Subsidio Nº 3 de monseñor Adolfo Armando Uriona, FDP, obispo de
Añatuya
(Febrero de 2005)
Cuaresma:
“El que no come mi carne no tendrá la Vida”
INTRODUCCIÓN:
UNO DE LOS ASPECTOS
ESENCIALES DE LA EUCARISTÍA
Escuchemos lo que nos dice el Papa en los dos siguientes textos:
“No hay duda de
que el aspecto más evidente de la Eucaristía es el de banquete. La
Eucaristía nació la noche del Jueves Santo en el contexto de la cena
pascual. Por tanto, conlleva en su estructura el sentido del
convite: «Tomad, comed... Tomó luego una copa y... se la dio
diciendo: Bebed de ella todos...» (Mt 26,26.27).
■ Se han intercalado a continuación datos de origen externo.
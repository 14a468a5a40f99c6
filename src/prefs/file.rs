//! TOML-file preferences.
//!
//! Each library gets its own directory under the cache root, named after a
//! hash of the library path to avoid filesystem issues. Every write rewrites
//! the whole file; it is a handful of keys.

use super::{PrefKey, PrefValue, PreferencesStore};
use crate::error::{ReaderError, Result};
use async_trait::async_trait;
use sha2::{Digest, Sha256};
use std::collections::BTreeMap;
use std::path::{Path, PathBuf};
use tokio::sync::Mutex;
use tracing::{debug, info, warn};

const PREFERENCES_FILE: &str = "preferences.toml";

/// Cache directory for one library file.
pub fn library_cache_dir(cache_root: &Path, library_path: &Path) -> PathBuf {
    let mut hasher = Sha256::new();
    hasher.update(library_path.as_os_str().to_string_lossy().as_bytes());
    let hash = format!("{:x}", hasher.finalize());
    cache_root.join(hash)
}

/// Preferences persisted to `<dir>/preferences.toml`.
#[derive(Debug)]
pub struct FilePreferences {
    path: PathBuf,
    values: Mutex<BTreeMap<PrefKey, PrefValue>>,
}

impl FilePreferences {
    /// Open (or start) the preferences file inside `dir`.
    ///
    /// Unknown keys are dropped; an unreadable file starts from empty so the
    /// reader can still launch.
    pub async fn open(dir: &Path) -> Result<Self> {
        let path = dir.join(PREFERENCES_FILE);
        let values = match tokio::fs::read_to_string(&path).await {
            Ok(data) => match toml::from_str::<BTreeMap<String, PrefValue>>(&data) {
                Ok(raw) => {
                    let values: BTreeMap<PrefKey, PrefValue> = raw
                        .into_iter()
                        .filter_map(|(name, value)| Some((PrefKey::from_name(&name)?, value)))
                        .collect();
                    info!(path = %path.display(), keys = values.len(), "Loaded preferences");
                    values
                }
                Err(err) => {
                    warn!(path = %path.display(), "Invalid preferences TOML: {err}");
                    BTreeMap::new()
                }
            },
            Err(err) if err.kind() == std::io::ErrorKind::NotFound => {
                debug!(path = %path.display(), "No preferences file yet");
                BTreeMap::new()
            }
            Err(err) => return Err(err.into()),
        };
        Ok(Self {
            path,
            values: Mutex::new(values),
        })
    }

    pub fn path(&self) -> &Path {
        &self.path
    }

    async fn write(&self, values: &BTreeMap<PrefKey, PrefValue>) -> Result<()> {
        let raw: BTreeMap<&str, &PrefValue> =
            values.iter().map(|(key, value)| (key.as_str(), value)).collect();
        let contents = toml::to_string(&raw)?;
        if let Some(parent) = self.path.parent() {
            tokio::fs::create_dir_all(parent)
                .await
                .map_err(|err| self.write_error(err))?;
        }
        tokio::fs::write(&self.path, contents)
            .await
            .map_err(|err| self.write_error(err))?;
        Ok(())
    }

    fn write_error(&self, err: std::io::Error) -> ReaderError {
        ReaderError::Preferences(format!("cannot write {}: {err}", self.path.display()))
    }
}

#[async_trait]
impl PreferencesStore for FilePreferences {
    async fn get(&self, key: PrefKey) -> Result<Option<PrefValue>> {
        Ok(self.values.lock().await.get(&key).cloned())
    }

    async fn set(&self, key: PrefKey, value: PrefValue) -> Result<()> {
        let mut values = self.values.lock().await;
        values.insert(key, value);
        self.write(&values).await?;
        debug!(%key, "Saved preference");
        Ok(())
    }

    async fn remove(&self, key: PrefKey) -> Result<()> {
        let mut values = self.values.lock().await;
        if values.remove(&key).is_some() {
            self.write(&values).await?;
        }
        Ok(())
    }
}

#[cfg(test)]
mod tests {
    use super::*;
    use std::time::{SystemTime, UNIX_EPOCH};

    fn scratch_dir(tag: &str) -> PathBuf {
        let nonce = SystemTime::now()
            .duration_since(UNIX_EPOCH)
            .expect("system time should be after epoch")
            .as_nanos();
        std::env::temp_dir().join(format!(
            "serial-reader-prefs-{tag}-{}-{nonce}",
            std::process::id()
        ))
    }

    #[test]
    fn cache_dir_is_stable_per_library() {
        let root = Path::new(".cache");
        let a = library_cache_dir(root, Path::new("/books/lotm.json"));
        let b = library_cache_dir(root, Path::new("/books/lotm.json"));
        let c = library_cache_dir(root, Path::new("/books/other.json"));
        assert_eq!(a, b);
        assert_ne!(a, c);
        assert!(a.starts_with(root));
    }

    #[tokio::test]
    async fn values_survive_reopen() {
        let dir = scratch_dir("reopen");
        let prefs = FilePreferences::open(&dir).await.unwrap();
        prefs.set(PrefKey::LastChapterId, PrefValue::Int(12)).await.unwrap();
        prefs.set(PrefKey::ScrollOffset, PrefValue::Float(3250.5)).await.unwrap();
        prefs
            .set(PrefKey::ReadingMode, PrefValue::Text("paginated".into()))
            .await
            .unwrap();
        prefs
            .set(PrefKey::GestureNavigationEnabled, PrefValue::Bool(false))
            .await
            .unwrap();
        drop(prefs);

        let reopened = FilePreferences::open(&dir).await.unwrap();
        assert_eq!(
            reopened.get(PrefKey::LastChapterId).await.unwrap(),
            Some(PrefValue::Int(12))
        );
        assert_eq!(
            reopened.get(PrefKey::ScrollOffset).await.unwrap(),
            Some(PrefValue::Float(3250.5))
        );
        assert_eq!(
            reopened.get(PrefKey::ReadingMode).await.unwrap(),
            Some(PrefValue::Text("paginated".into()))
        );
        assert_eq!(
            reopened.get(PrefKey::GestureNavigationEnabled).await.unwrap(),
            Some(PrefValue::Bool(false))
        );
        let _ = std::fs::remove_dir_all(&dir);
    }

    #[tokio::test]
    async fn unwritable_directory_reports_the_path() {
        let dir = scratch_dir("blocked");
        let prefs = FilePreferences::open(&dir).await.unwrap();
        // A plain file where the preferences directory should go.
        std::fs::write(&dir, "not a directory").unwrap();

        let err = prefs
            .set(PrefKey::PageNumber, PrefValue::Int(1))
            .await
            .unwrap_err();
        match err {
            ReaderError::Preferences(message) => {
                assert!(message.contains(PREFERENCES_FILE), "{message}");
            }
            other => panic!("unexpected error: {other}"),
        }
        let _ = std::fs::remove_file(&dir);
    }

    #[tokio::test]
    async fn corrupt_file_starts_empty() {
        let dir = scratch_dir("corrupt");
        std::fs::create_dir_all(&dir).unwrap();
        std::fs::write(dir.join(PREFERENCES_FILE), "not = [valid").unwrap();
        let prefs = FilePreferences::open(&dir).await.unwrap();
        assert_eq!(prefs.get(PrefKey::PageNumber).await.unwrap(), None);
        let _ = std::fs::remove_dir_all(&dir);
    }
}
Este aspecto
expresa muy bien la relación de comunión que Dios quiere establecer
con nosotros y que nosotros mismos debemos desarrollar
recíprocamente…”
(1)
“La Eucaristía
es verdadero banquete, en
el cual Cristo se ofrece como alimento. Cuando Jesús anuncia por
primera vez esta comida, los oyentes se quedan asombrados y
confusos, obligando al Maestro a recalcar la verdad objetiva de sus
palabras: «En verdad, en verdad os digo: si no coméis la carne del
Hijo del hombre, y no bebéis su sangre, no tendréis vida en
vosotros» (Jn
6, 53). No se trata de un alimento
metafórico: «Mi carne es verdadera comida y mi sangre verdadera
bebida» (Jn
6, 55)”
(2)
Es evidente que la
Eucaristía nos fue dada como alimento y fue instituida en el
contexto de una comida en la que se celebraba el Banquete pascual.
Durante la Última
Cena, la intención fundamental de Jesús fue la de dar a los
discípulos una comida que continuara nutriéndoles siempre en la
Iglesia. Deseaba dar su Cuerpo y su sangre que serían sacrificados
en el Calvario, pero quería dejarlos como alimento y bebida, una
comida de valor único.
Ahora nos podemos
preguntar:
I. ¿POR QUÉ UNA COMIDA?
Al Señor no le pareció suficiente la repetición del sacrificio, sino
que además quiso, a través de la comida, que el fruto del sacrificio
penetrara la vida humana para transformarla.
a. Comunidad y encuentro:
no podemos extrañarnos de esta intención de Cristo, porque la comida
es por excelencia un acto de la vida social, en el que se expresa la
solidaridad y el acercamiento de las personas en la vida de cada
día. Queriendo Jesús fundar una comunidad animada por la fe y el
amor, se comprende por qué dio a la comida un papel importante en la
formación y desarrollo de esta comunidad.
Los relatos
evangélicos nos muestran que, en la vida pública, las comidas eran
los momentos en los que Jesús no sólo se entretenía amigablemente
con los discípulos, sino que buscaba también enseñarles; estaba
también en la intención de de quienes lo invitaban a su mesa, pues
eran momentos en los que formulaba su doctrina o ponía en claro la
verdad de su mensaje.
Come y bebe para
compartir la vida de todos cuantos lo rodean; las comidas forman
parte de sus numerosas manifestaciones de amor por la humanidad,
esenciales para el misterio de la Encarnación.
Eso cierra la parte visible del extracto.